The Spinach Vine is a native of the Caucasus Mountains where it thrives in dappled forest sunlight. The growing season is short, the winters polar bear cold at higher elevations. It is there that this wild edible vine takes advantage of every no-frost day to put on a fine display of edible leaves. Closely related to Chenopodiums — Lamb’s Quarters, Fat Hen — it’s edible raw or cooked. That makes it a hot item in vegetable gardens and permaculture plans particularly in cooler climates.
Not surprisingly this wild edible is a cultivated sensation in Scandinavia which is known for having a chilly night or two (the coldest I ever experienced was 53 below zero. We went ice skating just to say we did. The bonfire and hot coffee did not keep us warm. Twenty feet from the fire you would freeze to death. Personally, I would live on the Equator if I could.) In the northern growing season the Spinach Vine will manage nine to twelve feet of bushy growth. Interestingly, like our local milkweed vine (Morrenia odorata) the lower leaves are heart-shaped on long stems, older leaves more arrow shaped, flowers small and green.

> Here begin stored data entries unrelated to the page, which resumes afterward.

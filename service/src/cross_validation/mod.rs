//! Cross-validation of related fields
//!
//! Named checks that compare values across the payload and its sibling
//! entities, such as an invoice total against its line items or string
//! voltage against the inverter's input limit. Rules are looked up in a
//! fixed dispatch table; a check whose inputs are absent from the payload
//! passes as not applicable.
//!
//! Expected payload fields:
//!
//! | rule | fields |
//! |------|--------|
//! | `total_matches_line_items` | `total_amount`, `line_items[].amount` or `line_items[].quantity * line_items[].unit_price` |
//! | `component_compatibility` | `panel.voc`, `panel.wattage`, `modules_per_string`, `panel_count`, `inverter.max_input_voltage`, `inverter.capacity_kw` |
//! | `production_within_yield_band` | `system_size_kw`, `estimated_annual_production_kwh` |
//! | `milestone_dates_ordered` | `milestones.contract_signed`, `milestones.permit_issued`, `milestones.installation_completed`, `milestones.interconnection_approved` |
//! | `financing_covers_cost` | `total_cost`, `financing.loan_amount`, `financing.incentives`, `financing.down_payment` |

use serde_json::Value;
use tracing::{debug, warn};
use validation_core::configuration::CrossValidationConfig;
use validation_core::report::CrossValidationResult;
use validation_core::validation::ValidationSeverity;

use crate::json_path::{lookup, lookup_f64};
use crate::rule_engine::predicate::parse_date;

/// Outcome of a single cross check
#[derive(Debug, Clone, PartialEq)]
enum Verdict {
    Pass,
    NotApplicable(String),
    Fail(String),
}

type CrossCheck = fn(&Value, &CrossValidationConfig) -> Verdict;

/// Dispatch table of known cross-validation rules
const RULES: &[(&str, ValidationSeverity, CrossCheck)] = &[
    ("total_matches_line_items", ValidationSeverity::Error, total_matches_line_items),
    ("component_compatibility", ValidationSeverity::Error, component_compatibility),
    ("production_within_yield_band", ValidationSeverity::Warning, production_within_yield_band),
    ("milestone_dates_ordered", ValidationSeverity::Error, milestone_dates_ordered),
    ("financing_covers_cost", ValidationSeverity::Error, financing_covers_cost),
];

/// Milestones in the order they must occur
const MILESTONES: [&str; 4] = [
    "contract_signed",
    "permit_issued",
    "installation_completed",
    "interconnection_approved",
];

/// Runs named cross-validation rules
#[derive(Debug, Clone, Default)]
pub struct CrossValidationEngine {
    config: CrossValidationConfig,
}

impl CrossValidationEngine {
    /// Create an engine with the given thresholds
    #[must_use]
    pub fn new(config: CrossValidationConfig) -> Self {
        Self { config }
    }

    /// Names of every known rule
    pub fn known_rules() -> impl Iterator<Item = &'static str> {
        RULES.iter().map(|(name, _, _)| *name)
    }

    /// Whether `name` is a known rule
    #[must_use]
    pub fn is_known(name: &str) -> bool {
        RULES.iter().any(|(known, _, _)| *known == name)
    }

    /// Run each named rule against `payload`, in the order given
    ///
    /// Unknown names pass with `known: false` unless `strict` is set, in
    /// which case they fail with error severity.
    #[must_use]
    pub fn validate(
        &self,
        names: &[String],
        payload: &Value,
        strict: bool,
    ) -> Vec<CrossValidationResult> {
        names
            .iter()
            .map(|name| self.run_one(name, payload, strict))
            .collect()
    }

    fn run_one(&self, name: &str, payload: &Value, strict: bool) -> CrossValidationResult {
        let Some((_, severity, check)) = RULES.iter().find(|(known, _, _)| *known == name) else {
            warn!(rule = %name, strict, "Unknown cross-validation rule");
            return CrossValidationResult {
                rule: name.to_string(),
                valid: !strict,
                known: false,
                severity: if strict {
                    ValidationSeverity::Error
                } else {
                    ValidationSeverity::Info
                },
                message: Some(format!("Unknown cross-validation rule '{name}'")),
            };
        };

        let verdict = check(payload, &self.config);
        debug!(rule = %name, ?verdict, "Cross-validation rule evaluated");

        let (valid, message) = match verdict {
            Verdict::Pass => (true, None),
            Verdict::NotApplicable(reason) => (true, Some(reason)),
            Verdict::Fail(reason) => (false, Some(reason)),
        };
        CrossValidationResult {
            rule: name.to_string(),
            valid,
            known: true,
            severity: *severity,
            message,
        }
    }
}

fn total_matches_line_items(payload: &Value, config: &CrossValidationConfig) -> Verdict {
    let (Some(total), Some(items)) = (
        lookup_f64(payload, "total_amount"),
        lookup(payload, "line_items").and_then(Value::as_array),
    ) else {
        return Verdict::NotApplicable(
            "Not applicable: total_amount or line_items absent".to_string(),
        );
    };

    let mut sum = 0.0;
    for (index, item) in items.iter().enumerate() {
        let amount = lookup_f64(item, "amount").or_else(|| {
            Some(lookup_f64(item, "quantity")? * lookup_f64(item, "unit_price")?)
        });
        match amount {
            Some(amount) => sum += amount,
            None => return Verdict::Fail(format!("Line item {index} has no amount")),
        }
    }

    if (total - sum).abs() > config.sum_tolerance {
        Verdict::Fail(format!("Total amount {total:.2} does not match line item sum {sum:.2}"))
    } else {
        Verdict::Pass
    }
}

fn component_compatibility(payload: &Value, config: &CrossValidationConfig) -> Verdict {
    let mut checked = false;

    if let (Some(voc), Some(modules), Some(limit)) = (
        lookup_f64(payload, "panel.voc"),
        lookup_f64(payload, "modules_per_string"),
        lookup_f64(payload, "inverter.max_input_voltage"),
    ) {
        checked = true;
        let string_voltage = voc * modules;
        if string_voltage > limit {
            return Verdict::Fail(format!(
                "String voltage {string_voltage:.1} V exceeds inverter maximum input of {limit:.1} V"
            ));
        }
    }

    if let (Some(wattage), Some(count), Some(ac_kw)) = (
        lookup_f64(payload, "panel.wattage"),
        lookup_f64(payload, "panel_count"),
        lookup_f64(payload, "inverter.capacity_kw"),
    ) {
        checked = true;
        if ac_kw <= 0.0 {
            return Verdict::Fail("Inverter capacity must be positive".to_string());
        }
        let ratio = wattage * count / 1000.0 / ac_kw;
        if ratio < config.min_dc_ac_ratio || ratio > config.max_dc_ac_ratio {
            return Verdict::Fail(format!(
                "DC/AC ratio {ratio:.2} is outside {:.2}..={:.2}",
                config.min_dc_ac_ratio, config.max_dc_ac_ratio
            ));
        }
    }

    if checked {
        Verdict::Pass
    } else {
        Verdict::NotApplicable("Not applicable: panel and inverter data absent".to_string())
    }
}

fn production_within_yield_band(payload: &Value, config: &CrossValidationConfig) -> Verdict {
    let (Some(size_kw), Some(production)) = (
        lookup_f64(payload, "system_size_kw"),
        lookup_f64(payload, "estimated_annual_production_kwh"),
    ) else {
        return Verdict::NotApplicable(
            "Not applicable: system_size_kw or estimated_annual_production_kwh absent".to_string(),
        );
    };
    if size_kw <= 0.0 {
        return Verdict::Fail("System size must be positive".to_string());
    }

    let specific_yield = production / size_kw;
    if specific_yield < config.min_specific_yield || specific_yield > config.max_specific_yield {
        Verdict::Fail(format!(
            "Specific yield {specific_yield:.0} kWh/kW is outside {:.0}..={:.0}",
            config.min_specific_yield, config.max_specific_yield
        ))
    } else {
        Verdict::Pass
    }
}

fn milestone_dates_ordered(payload: &Value, _config: &CrossValidationConfig) -> Verdict {
    let Some(milestones) = lookup(payload, "milestones").and_then(Value::as_object) else {
        return Verdict::NotApplicable("Not applicable: milestones absent".to_string());
    };

    let mut previous: Option<(&str, chrono::DateTime<chrono::Utc>)> = None;
    for name in MILESTONES {
        let Some(raw) = milestones.get(name).and_then(Value::as_str) else {
            continue;
        };
        let Some(date) = parse_date(raw) else {
            return Verdict::Fail(format!("Milestone '{name}' has an unparseable date '{raw}'"));
        };
        if let Some((earlier, earlier_date)) = previous {
            if date < earlier_date {
                return Verdict::Fail(format!("Milestone '{name}' precedes '{earlier}'"));
            }
        }
        previous = Some((name, date));
    }
    Verdict::Pass
}

fn financing_covers_cost(payload: &Value, config: &CrossValidationConfig) -> Verdict {
    let (Some(total_cost), Some(financing)) = (
        lookup_f64(payload, "total_cost"),
        lookup(payload, "financing").filter(|value| value.is_object()),
    ) else {
        return Verdict::NotApplicable("Not applicable: total_cost or financing absent".to_string());
    };

    let covered: f64 = ["loan_amount", "incentives", "down_payment"]
        .iter()
        .filter_map(|key| lookup_f64(financing, key))
        .sum();

    if covered + config.sum_tolerance < total_cost {
        Verdict::Fail(format!(
            "Financing covers {covered:.2} of total cost {total_cost:.2}"
        ))
    } else {
        Verdict::Pass
    }
}

#[cfg(test)]
mod tests {
    use super::*;
    use serde_json::json;

    fn run(name: &str, payload: &Value) -> CrossValidationResult {
        CrossValidationEngine::default()
            .validate(&[name.to_string()], payload, false)
            .remove(0)
    }

    #[test]
    fn test_total_matches_line_items() {
        let payload = json!({
            "total_amount": 1250.0,
            "line_items": [
                { "amount": 1000.0 },
                { "quantity": 5, "unit_price": 50.0 }
            ]
        });
        assert!(run("total_matches_line_items", &payload).valid);

        let wrong = json!({ "total_amount": 1300.0, "line_items": [{ "amount": 1000.0 }] });
        let result = run("total_matches_line_items", &wrong);
        assert!(!result.valid);
        assert!(result.message.unwrap_or_default().contains("1000.00"));
    }

    #[test]
    fn test_component_compatibility() {
        let ok = json!({
            "panel": { "voc": 49.5, "wattage": 400 },
            "modules_per_string": 10,
            "panel_count": 20,
            "inverter": { "max_input_voltage": 600, "capacity_kw": 7.0 }
        });
        assert!(run("component_compatibility", &ok).valid);

        let overvoltage = json!({
            "panel": { "voc": 49.5 },
            "modules_per_string": 14,
            "inverter": { "max_input_voltage": 600 }
        });
        assert!(!run("component_compatibility", &overvoltage).valid);

        let oversized = json!({
            "panel": { "wattage": 400 },
            "panel_count": 40,
            "inverter": { "capacity_kw": 5.0 }
        });
        let result = run("component_compatibility", &oversized);
        assert!(!result.valid);
        assert!(result.message.unwrap_or_default().contains("DC/AC"));
    }

    #[test]
    fn test_production_band_is_a_warning() {
        let result = run(
            "production_within_yield_band",
            &json!({ "system_size_kw": 8.0, "estimated_annual_production_kwh": 30_000 }),
        );
        assert!(!result.valid);
        assert_eq!(result.severity, ValidationSeverity::Warning);

        assert!(run(
            "production_within_yield_band",
            &json!({ "system_size_kw": 8.0, "estimated_annual_production_kwh": 11_000 }),
        )
        .valid);
    }

    #[test]
    fn test_milestone_order() {
        let ordered = json!({ "milestones": {
            "contract_signed": "2024-01-10",
            "installation_completed": "2024-03-02",
            "interconnection_approved": "2024-04-01T09:00:00Z"
        }});
        assert!(run("milestone_dates_ordered", &ordered).valid);

        let reversed = json!({ "milestones": {
            "contract_signed": "2024-05-10",
            "permit_issued": "2024-02-01"
        }});
        assert!(!run("milestone_dates_ordered", &reversed).valid);
    }

    #[test]
    fn test_financing_covers_cost() {
        let covered = json!({
            "total_cost": 24_000,
            "financing": { "loan_amount": 15_000, "incentives": 7_200, "down_payment": 1_800 }
        });
        assert!(run("financing_covers_cost", &covered).valid);

        let short = json!({ "total_cost": 24_000, "financing": { "loan_amount": 15_000 } });
        assert!(!run("financing_covers_cost", &short).valid);
    }

    #[test]
    fn test_absent_inputs_are_not_applicable() {
        for name in CrossValidationEngine::known_rules() {
            let result = run(name, &json!({}));
            assert!(result.valid, "{name} should pass on an empty payload");
            assert!(result.known);
        }
    }

    #[test]
    fn test_unknown_rule_policy() {
        let engine = CrossValidationEngine::default();
        let names = ["no_such_rule".to_string()];

        let lenient = engine.validate(&names, &json!({}), false);
        assert!(lenient[0].valid);
        assert!(!lenient[0].known);

        let strict = engine.validate(&names, &json!({}), true);
        assert!(!strict[0].valid);
        assert_eq!(strict[0].severity, ValidationSeverity::Error);
    }
}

Seeds are black and shiny.
Botanically the plant is monotypic, which means it is the only plant in its genus (read it has the botanists confused.) As for the name, Hablitzia tamnoides… (hab-LITZ-ee-uh tam-NOY-these.) If you remember from my Botany Builder lessons in my weekly articles, “oides” OY-deez means resembles or looks like. In this case tamnoides means looks like the edible Tamus communis, or the Black Bryony (which oddly is in the yam family.) Hablitzia honors Carl Ludwig Hablizl, aka Karl Ivanovich Gablitz, a naturalist in the late 1700s and early 1800s who also happened to be a vice-governor in Crimea. That’s supposed to be handsome Carl on the upper left according to a Russian website but I doubt it. His dates are 1752 to 1821. He’d have to be 69 in the photo and photographing people didn’t happen until the late 1830s. Perhaps a son. Carl was born in Prussia but moved with his father at age six to Russia in 1758. From 1769 to 1773 he participated in a scientific expedition to southern Russia, exploring the lower Volga (as if no one had before him.) Carl became the caretaker of the treasury garden in Astrakhan in 1781 then took part in a Caspian expedition for Count Voinovich in 1783 looking for plants, animals and artritocratical birthplaces among lowly Greeks (a long story best left to baptismal intrigue.) Called an academic Carl wrote The Natural history of East Tartary, 1789, a book of some 216 pages available on line for about $12, used. Not sure how his name of Gablitz, same as a town in Austria — Vienna Woods in fact — got transliterated into Hablizl. Here’s a guess, though: When you’re Germanic and but working for a Russian count perhaps it was prudent to change the spelling of your name. Would Gablitzia tamnoides be much different than Hablitzia tamnoides?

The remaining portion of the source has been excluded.